On the other hand, I believe that all human beings have greatness in them; it’s just that we all shine in different media. Joél Bradley used to say that she was an artist without a medium. On the day of the hat I realized that Joél’s medium is life; every moment with her is a seamless experience of performance art. Her hat was brilliant because it expressed her core, casually, within her life rather than apart from it.
Healing, for me, is about wiping away the sludge that conceals the light at every person's core. It is not about taking the sludge and elevating it to the status of High Art, which is why, with all due respect, ‘art therapy’ gives me hives. But that’s another essay.
So, what’s all this about ‘Healing Arts?’ A guy I met at an opening, a hip freelance curator, told me, “Bad name. Change the name right now. Make it something ordinary, like ‘The Venue,’ so you don’t offend anybody.”
“No, the name stays, I have a vision,” I said.
“A vision, you mean like with God and angels and shit?” he asked.
“Yes,” I declared, firmly.
Another girl, Muire, chimed in, “I told my shrink that when I hear the angels whispering to me, I do what they tell me to do. My shrink screamed, ‘you’re schizophrenic, you need serious medication, I can’t believe you said that,’ and on, and on.”
“I knew there was a reason I liked you,” I told her.
“I’ve gotta go,” said the hip freelance curator.
"Two of Three," Chris Smith Evans, 2002
Yes, I have a vision. When I moved to New York, eager and unemployed, I went diligently in and out of galleries in Chelsea, Soho, the Village, the upper and lower East Sides, and Williamsburg, chatting with proprietors, taking notes, planning to start my own art magazine. I went to galleries that were paying $10,000 a month in rent, had $45,000 price tags on their paintings, and generously provided one case of Rolling Rock beer to their patrons at the opening. I eavesdropped on people with intelligent, thoughtful, character-worn faces, having unbelieveably fatuous conversations. My incredulity crystallized upon seeing the Brice Marden show at Matthew Marks in the summer of 2002; two gigantic galleries, the size of half a football field each, full of ten-foot paintings depicting random, neutral, unexcited scribbles. They had no color, no composition, no texture, no line quality, no resonance, no passion. They were lame, lame, lame.
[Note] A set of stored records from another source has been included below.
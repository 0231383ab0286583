use anyhow::Context;
use clap::Parser;
use plate_finder::cli::Cli;
use plate_finder::config::{Config, ConfigOverrides};
use plate_finder::logging::init_tracing;
use plate_finder::ui::runtime;

fn main() -> anyhow::Result<()> {
    let cli = Cli::parse();

    let config = match &cli.config {
        Some(path) => Config::load_from(path),
        None => Config::load(),
    }?;
    let config = config
        .with_overrides(&cli.overrides(ConfigOverrides::from_env()))
        .context("Invalid configuration")?;

    match init_tracing(&config.logging) {
        Ok(path) => tracing::info!(log_file = %path.display(), "Logging initialized"),
        Err(err) => eprintln!("Warning: logging disabled: {err}"),
    }
    tracing::info!(base_url = %config.api.base_url, "Starting plate-finder");

    runtime::run(config)
}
This is ridiculous. I walked into the room, gave one 360 degree turn, a deep sigh, and left again. Most of the other gallery patrons seemed to be doing the same. What is this about? It’s not that we “don’t get it.” I think we get it all too well, on some level--this is not about subtlety, wisdom or sophistication--it is about pure ego. It is about ‘artists’ who do not bother to master a craft, ‘dealers’ who do not bother to learn to see, patrons who wait for somebody else to tell them what to think. It is about critics who are so cowed and professionally neutral that they don’t call it for what it is. It’s a scam which is unworthy of the name of art.
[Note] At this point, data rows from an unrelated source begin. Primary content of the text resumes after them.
//! Classification of image references sent by the detection service.
//!
//! The service either links an image (`/static/...`, `https://...`) or
//! embeds it as a `data:image/jpeg;base64,...` URI. A terminal cannot show
//! either, so views render a one-line summary instead.

use base64::engine::general_purpose::STANDARD;
use base64::Engine;
use std::io::Cursor;

/// Decoded facts about an embedded `data:` image.
#[derive(Debug, Clone, PartialEq, Eq)]
pub struct EmbeddedImage {
    pub mime: String,
    pub byte_len: usize,
    /// Pixel size, when the payload decodes as a supported image format.
    pub dimensions: Option<(u32, u32)>,
}

#[derive(Debug, Clone, PartialEq, Eq)]
pub enum ImageRef<'a> {
    /// URL or server-relative path.
    Remote(&'a str),
    Embedded(EmbeddedImage),
    /// A `data:` URI that could not be decoded.
    Malformed { reason: &'static str },
}

impl<'a> ImageRef<'a> {
    pub fn inspect(reference: &'a str) -> Self {
        let Some(rest) = reference.strip_prefix("data:") else {
            return ImageRef::Remote(reference);
        };
        let Some((header, payload)) = rest.split_once(',') else {
            return ImageRef::Malformed {
                reason: "missing payload",
            };
        };

        let (mime, is_base64) = match header.strip_suffix(";base64") {
            Some(mime) => (mime, true),
            None => (header, false),
        };
        let mime = if mime.is_empty() {
            "text/plain".to_string()
        } else {
            mime.to_string()
        };

        if !is_base64 {
            return ImageRef::Embedded(EmbeddedImage {
                mime,
                byte_len: payload.len(),
                dimensions: None,
            });
        }

        let Ok(bytes) = STANDARD.decode(payload.trim()) else {
            return ImageRef::Malformed {
                reason: "invalid base64",
            };
        };

        ImageRef::Embedded(EmbeddedImage {
            mime,
            byte_len: bytes.len(),
            dimensions: image_dimensions(&bytes),
        })
    }

    /// One-line, human-readable description.
    pub fn summary(&self) -> String {
        match self {
            ImageRef::Remote(reference) => (*reference).to_string(),
            ImageRef::Embedded(image) => match image.dimensions {
                Some((width, height)) => format!(
                    "embedded {}, {}x{}, {}",
                    image.mime,
                    width,
                    height,
                    format_size(image.byte_len)
                ),
                None => format!("embedded {}, {}", image.mime, format_size(image.byte_len)),
            },
            ImageRef::Malformed { reason } => format!("embedded image (unreadable: {reason})"),
        }
    }
}

fn image_dimensions(bytes: &[u8]) -> Option<(u32, u32)> {
    image::ImageReader::new(Cursor::new(bytes))
        .with_guessed_format()
        .ok()?
        .into_dimensions()
        .ok()
}

fn format_size(bytes: usize) -> String {
    const KB: f64 = 1024.0;
    let value = bytes as f64;
    if value < KB {
        format!("{bytes} B")
    } else if value < KB * KB {
        format!("{:.1} KB", value / KB)
    } else {
        format!("{:.1} MB", value / (KB * KB))
    }
}

#[cfg(test)]
mod tests {
    use super::*;
    use image::{ImageFormat, RgbImage};

    fn png_data_uri(width: u32, height: u32) -> String {
        let mut bytes = Vec::new();
        RgbImage::new(width, height)
            .write_to(&mut Cursor::new(&mut bytes), ImageFormat::Png)
            .unwrap();
        format!("data:image/png;base64,{}", STANDARD.encode(&bytes))
    }

    #[test]
    fn plain_paths_are_remote() {
        assert_eq!(ImageRef::inspect("/img/car1.jpg"), ImageRef::Remote("/img/car1.jpg"));
        assert_eq!(ImageRef::inspect("/img/car1.jpg").summary(), "/img/car1.jpg");
    }

    #[test]
    fn embedded_png_reports_dimensions() {
        let uri = png_data_uri(7, 3);
        match ImageRef::inspect(&uri) {
            ImageRef::Embedded(image) => {
                assert_eq!(image.mime, "image/png");
                assert_eq!(image.dimensions, Some((7, 3)));
                assert!(image.byte_len > 0);
            }
            other => panic!("expected Embedded, got {other:?}"),
        }
        assert!(ImageRef::inspect(&uri).summary().starts_with("embedded image/png, 7x3, "));
    }

    #[test]
    fn undecodable_payload_keeps_size_only() {
        let uri = format!("data:image/jpeg;base64,{}", STANDARD.encode(b"not a jpeg"));
        assert_eq!(
            ImageRef::inspect(&uri).summary(),
            "embedded image/jpeg, 10 B"
        );
    }

    #[test]
    fn invalid_base64_is_malformed() {
        let summary = ImageRef::inspect("data:image/jpeg;base64,@@@").summary();
        assert_eq!(summary, "embedded image (unreadable: invalid base64)");
    }

    #[test]
    fn missing_comma_is_malformed() {
        assert_eq!(
            ImageRef::inspect("data:image/png;base64"),
            ImageRef::Malformed {
                reason: "missing payload"
            }
        );
    }

    #[test]
    fn sizes_are_humanized() {
        assert_eq!(format_size(512), "512 B");
        assert_eq!(format_size(2048), "2.0 KB");
        assert_eq!(format_size(3 * 1024 * 1024), "3.0 MB");
    }
}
But there is great art out there, an avalanche of it. I found it on the sidewalk in Soho, in the form of Chris Evans selling her small, simple, glowing paintings, bundled up in a muffler and bubbling with an irrepressible river of stories. I found it in Libby Pace, who at the age of thirty-five is a master glass engraver, glassblower, versatile and disciplined installation artist, and who says things like, ‘a nerdy white guy with glasses is just not a professional ‘hey baby-er’,” in a charming Tennessee accent. My old co-conspirator Kristin Calabrese took enough time off from painting her giant museum-quality paintings to curate an entire salon show and plot a room-sized installation. In fact, I thought these people were out of my league, and here they are, working their tails off and spreading the name around.
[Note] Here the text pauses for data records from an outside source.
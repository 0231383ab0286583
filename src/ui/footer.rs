use crate::ui::theme::{GLOBAL_BORDER, HEADER_TEXT};
use ratatui::layout::{Alignment, Rect};
use ratatui::style::{Modifier, Style};
use ratatui::text::{Line, Span};
use ratatui::widgets::{Block, Borders, Paragraph};

const VERSION: &str = env!("CARGO_PKG_VERSION");

pub struct Footer;

impl Default for Footer {
    fn default() -> Self {
        Self::new()
    }
}

impl Footer {
    pub fn new() -> Self {
        Self
    }

    /// `can_trigger` greys out the "Generate New" hint while loading.
    pub fn widget(&self, area: Rect, can_trigger: bool) -> Paragraph<'static> {
        let generate = if can_trigger {
            " g: Generate New"
        } else {
            " g: Loading..."
        };
        let hints = " │ ←↑↓→: Pan map │ q: Quit";
        let version = format!("v{} ", VERSION);

        // Calculate padding using char count, not byte count (for Unicode)
        let used = generate.chars().count() + hints.chars().count() + version.chars().count();
        let content_width = area.width.saturating_sub(2) as usize; // minus borders
        let padding = content_width.saturating_sub(used);

        let text_style = Style::default().fg(HEADER_TEXT).add_modifier(Modifier::DIM);
        let generate_style = if can_trigger {
            Style::default().fg(HEADER_TEXT).add_modifier(Modifier::BOLD)
        } else {
            text_style
        };

        let line = Line::from(vec![
            Span::styled(generate, generate_style),
            Span::styled(hints, text_style),
            Span::styled(" ".repeat(padding), text_style),
            Span::styled(version, text_style),
        ]);

        Paragraph::new(line)
            .alignment(Alignment::Left)
            .block(
                Block::default()
                    .borders(Borders::ALL)
                    .border_style(Style::default().fg(GLOBAL_BORDER)),
            )
    }
}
So, “Healing Arts,” as a name, sounds pretty kitschy. It sounds like some boutique in Santa Fe with brightly colored pictures of Indian shamans on the walls, and crystals all over the place, and maybe a Keene Eyes painting of a little girl holding a butterfly. Or, God help us, it sounds like an ‘art therapy’ center in California, with clay and finger paint all over the floors, and primal screams resonating in the halls. Well, so be it. Because “to heal” in its Latin root means “to make whole,” and in my energy and enthusiasm, my disgust and hubris and naïvete, that’s what I mean to do. “Healing Arts,” as I see it, is not a spa with art on the walls, nor is it a gallery with massage therapy in the back room. It is my attempt to bring all that light into a ball and let it blast into the heart and mind and body and soul. It is the uncovering of love.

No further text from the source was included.